## HOW TO COMPLETE THIS TASK
Give back exactly the lines of the entries below from the line with "let updated: Vec<Entity> = positions" to the line with "self.validate_set(&updated)?;", inclusive, and only those.

## MATERIAL PROVIDED
<<<<

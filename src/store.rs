//! In-memory data-access layer. Serves tests and the demo binary; any real
//! persistence plugs in through the [`Model`] trait instead.

use crate::error::DataError;
use crate::model::{Entity, Filter, Model, QueryOptions};
use async_trait::async_trait;
use serde_json::{Map, Value};
use std::cmp::Ordering;
use std::collections::HashSet;
use std::sync::atomic::{AtomicUsize, Ordering as AtomicOrdering};
use std::sync::{RwLock, RwLockReadGuard, RwLockWriteGuard};

/// Source name recorded in each entity's id hash.
pub const MEMORY_SOURCE: &str = "memory";

pub struct MemoryModel {
    name: String,
    required: Vec<String>,
    items: RwLock<Vec<Entity>>,
    calls: AtomicUsize,
}

impl MemoryModel {
    pub fn new(name: impl Into<String>) -> Self {
        Self {
            name: name.into(),
            required: Vec::new(),
            items: RwLock::new(Vec::new()),
            calls: AtomicUsize::new(0),
        }
    }

    /// Attributes that must be present and non-null on every persisted entity.
    pub fn required<I, S>(mut self, fields: I) -> Self
    where
        I: IntoIterator<Item = S>,
        S: Into<String>,
    {
        self.required = fields.into_iter().map(Into::into).collect();
        self
    }

    /// Replace the store content without validation. Returns the stored entities.
    pub fn seed(&self, items: Vec<Map<String, Value>>) -> Result<Vec<Entity>, DataError> {
        let entities: Vec<Entity> = items.into_iter().map(|attributes| self.spawn(attributes)).collect();
        *self.write()? = entities.clone();
        Ok(entities)
    }

    pub fn len(&self) -> usize {
        self.items.read().map(|items| items.len()).unwrap_or(0)
    }

    pub fn is_empty(&self) -> bool {
        self.len() == 0
    }

    pub fn snapshot(&self) -> Vec<Entity> {
        self.items.read().map(|items| items.clone()).unwrap_or_default()
    }

    /// Number of data-access calls served so far.
    pub fn call_count(&self) -> usize {
        self.calls.load(AtomicOrdering::SeqCst)
    }

    fn record_call(&self) {
        self.calls.fetch_add(1, AtomicOrdering::SeqCst);
    }

    fn read(&self) -> Result<RwLockReadGuard<'_, Vec<Entity>>, DataError> {
        self.items.read().map_err(|_| DataError::Backend("store lock poisoned".into()))
    }

    fn write(&self) -> Result<RwLockWriteGuard<'_, Vec<Entity>>, DataError> {
        self.items.write().map_err(|_| DataError::Backend("store lock poisoned".into()))
    }

    fn validate(&self, entity: &Entity) -> Result<(), String> {
        for field in &self.required {
            match entity.attributes.get(field) {
                None | Some(Value::Null) => {
                    return Err(format!("{}: attribute '{}' is required", self.name, field));
                }
                Some(_) => {}
            }
        }
        Ok(())
    }

    fn validate_set(&self, entities: &[Entity]) -> Result<(), DataError> {
        let errors: Vec<String> = entities.iter().filter_map(|e| self.validate(e).err()).collect();
        if errors.is_empty() {
            return Ok(());
        }
        Err(DataError::SetValidation {
            message: format!("{} of {} entities failed validation", errors.len(), entities.len()),
            errors,
        })
    }

    /// Positions of matching entities, after sorting and paging.
    fn select(items: &[Entity], filter: &Filter, options: &QueryOptions) -> Vec<usize> {
        let mut positions: Vec<usize> = items
            .iter()
            .enumerate()
            .filter(|(_, e)| matches(e, filter))
            .map(|(i, _)| i)
            .collect();
        if let Some(sort) = &options.sort {
            let keys = sort_keys(sort);
            positions.sort_by(|a, b| {
                keys.iter()
                    .map(|(field, descending)| {
                        let ord = compare(field_value(&items[*a], field), field_value(&items[*b], field));
                        if *descending {
                            ord.reverse()
                        } else {
                            ord
                        }
                    })
                    .find(|ord| *ord != Ordering::Equal)
                    .unwrap_or(Ordering::Equal)
            });
        }
        let skip = match (options.skip, options.page, options.limit) {
            (Some(skip), _, _) => skip,
            (None, Some(page), Some(limit)) => page.saturating_mul(limit),
            _ => 0,
        };
        let limit = options.limit.unwrap_or(u64::MAX);
        positions
            .into_iter()
            .skip(usize::try_from(skip).unwrap_or(usize::MAX))
            .take(usize::try_from(limit).unwrap_or(usize::MAX))
            .collect()
    }

    fn upsert(items: &mut Vec<Entity>, entity: Entity) {
        match items.iter_mut().find(|e| e.id == entity.id) {
            Some(existing) => *existing = entity,
            None => items.push(entity),
        }
    }
}

fn field_value<'a>(entity: &'a Entity, field: &str) -> Option<&'a Value> {
    if field == "id" {
        Some(&entity.id)
    } else {
        entity.attributes.get(field)
    }
}

fn matches(entity: &Entity, filter: &Filter) -> bool {
    filter.iter().all(|(field, expected)| match field_value(entity, field) {
        Some(actual) => loose_eq(actual, expected),
        None => expected.is_null(),
    })
}

/// Query-string values arrive as strings; compare them against typed attributes.
fn loose_eq(actual: &Value, expected: &Value) -> bool {
    if actual == expected {
        return true;
    }
    match (actual, expected) {
        (Value::Number(n), Value::String(s)) | (Value::String(s), Value::Number(n)) => {
            match (s.parse::<f64>(), n.as_f64()) {
                (Ok(a), Some(b)) => a == b,
                _ => false,
            }
        }
        (Value::Bool(b), Value::String(s)) | (Value::String(s), Value::Bool(b)) => s == &b.to_string(),
        _ => false,
    }
}

/// `"field"`, `"-field"`, or `{"field": "asc" | "desc"}`.
fn sort_keys(sort: &Value) -> Vec<(String, bool)> {
    match sort {
        Value::String(s) => s
            .split(',')
            .map(str::trim)
            .filter(|s| !s.is_empty())
            .map(|s| match s.strip_prefix('-') {
                Some(field) => (field.to_string(), true),
                None => (s.to_string(), false),
            })
            .collect(),
        Value::Object(map) => map
            .iter()
            .map(|(field, dir)| {
                let descending = matches!(dir.as_str(), Some(d) if d.eq_ignore_ascii_case("desc"))
                    || dir.as_i64() == Some(-1);
                (field.clone(), descending)
            })
            .collect(),
        _ => Vec::new(),
    }
}

fn compare(a: Option<&Value>, b: Option<&Value>) -> Ordering {
    match (a, b) {
        (None | Some(Value::Null), None | Some(Value::Null)) => Ordering::Equal,
        (None | Some(Value::Null), _) => Ordering::Less,
        (_, None | Some(Value::Null)) => Ordering::Greater,
        (Some(Value::Number(x)), Some(Value::Number(y))) => x
            .as_f64()
            .partial_cmp(&y.as_f64())
            .unwrap_or(Ordering::Equal),
        (Some(Value::String(x)), Some(Value::String(y))) => x.cmp(y),
        (Some(x), Some(y)) => x.to_string().cmp(&y.to_string()),
    }
}

#[async_trait]
impl Model for MemoryModel {
    fn name(&self) -> &str {
        &self.name
    }

    async fn find(&self, filter: &Filter, options: &QueryOptions) -> Result<Option<Entity>, DataError> {
        self.record_call();
        let items = self.read()?;
        Ok(Self::select(&items, filter, options)
            .first()
            .map(|i| items[*i].clone()))
    }

    async fn find_many(&self, filter: &Filter, options: &QueryOptions) -> Result<Vec<Entity>, DataError> {
        self.record_call();
        let items = self.read()?;
        Ok(Self::select(&items, filter, options)
            .into_iter()
            .map(|i| items[i].clone())
            .collect())
    }

    async fn update(
        &self,
        filter: &Filter,
        changes: &Map<String, Value>,
        options: &QueryOptions,
    ) -> Result<Option<Entity>, DataError> {
        self.record_call();
        let mut items = self.write()?;
        let Some(position) = Self::select(&items, filter, options).first().copied() else {
            return Ok(None);
        };
        let mut updated = items[position].clone();
        for (key, value) in changes.iter().filter(|(k, _)| k.as_str() != "id") {
            updated.attributes.insert(key.clone(), value.clone());
        }
        self.validate(&updated).map_err(DataError::Validation)?;
        items[position] = updated.clone();
        Ok(Some(updated))
    }

    async fn update_many(
        &self,
        filter: &Filter,
        changes: &Map<String, Value>,
        options: &QueryOptions,
    ) -> Result<Vec<Entity>, DataError> {
        self.record_call();
        let mut items = self.write()?;
        let positions = Self::select(&items, filter, options);
        let updated: Vec<Entity> = positions
            .iter()
            .map(|i| {
                let mut entity = items[*i].clone();
                for (key, value) in changes.iter().filter(|(k, _)| k.as_str() != "id") {
                    entity.attributes.insert(key.clone(), value.clone());
                }
                entity
            })
            .collect();
        self.validate_set(&updated)?;
        for (position, entity) in positions.iter().zip(updated.iter()) {
            items[*position] = entity.clone();
        }
        Ok(updated)
    }

    async fn delete(&self, filter: &Filter, options: &QueryOptions) -> Result<(), DataError> {
        self.record_call();
        let mut items = self.write()?;
        if let Some(position) = Self::select(&items, filter, options).first().copied() {
            items.remove(position);
        }
        Ok(())
    }

    async fn delete_many(&self, filter: &Filter, options: &QueryOptions) -> Result<(), DataError> {
        self.record_call();
        let mut items = self.write()?;
        let doomed: HashSet<usize> = Self::select(&items, filter, options).into_iter().collect();
        let mut index = 0;
        items.retain(|_| {
            let keep = !doomed.contains(&index);
            index += 1;
            keep
        });
        tracing::debug!(model = %self.name, removed = doomed.len(), "delete_many");
        Ok(())
    }

    fn spawn(&self, mut attributes: Map<String, Value>) -> Entity {
        attributes.remove("id");
        let id = Value::String(uuid::Uuid::new_v4().to_string());
        let mut entity = Entity::new(id.clone(), attributes);
        entity.id_hash.insert(MEMORY_SOURCE.to_string(), id);
        entity
    }

    async fn persist(&self, entity: Entity) -> Result<Entity, DataError> {
        self.record_call();
        self.validate(&entity).map_err(DataError::Validation)?;
        let mut items = self.write()?;
        Self::upsert(&mut items, entity.clone());
        Ok(entity)
    }

    async fn persist_many(&self, entities: Vec<Entity>) -> Result<Vec<Entity>, DataError> {
        self.record_call();
        self.validate_set(&entities)?;
        let mut items = self.write()?;
        for entity in &entities {
            Self::upsert(&mut items, entity.clone());
        }
        Ok(entities)
    }
}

>>>>

## EXPECTED ANSWER
        let updated: Vec<Entity> = positions
            .iter()
            .map(|i| {
                let mut entity = items[*i].clone();
                for (key, value) in changes.iter().filter(|(k, _)| k.as_str() != "id") {
                    entity.attributes.insert(key.clone(), value.clone());
                }
                entity
            })
            .collect();
        self.validate_set(&updated)?;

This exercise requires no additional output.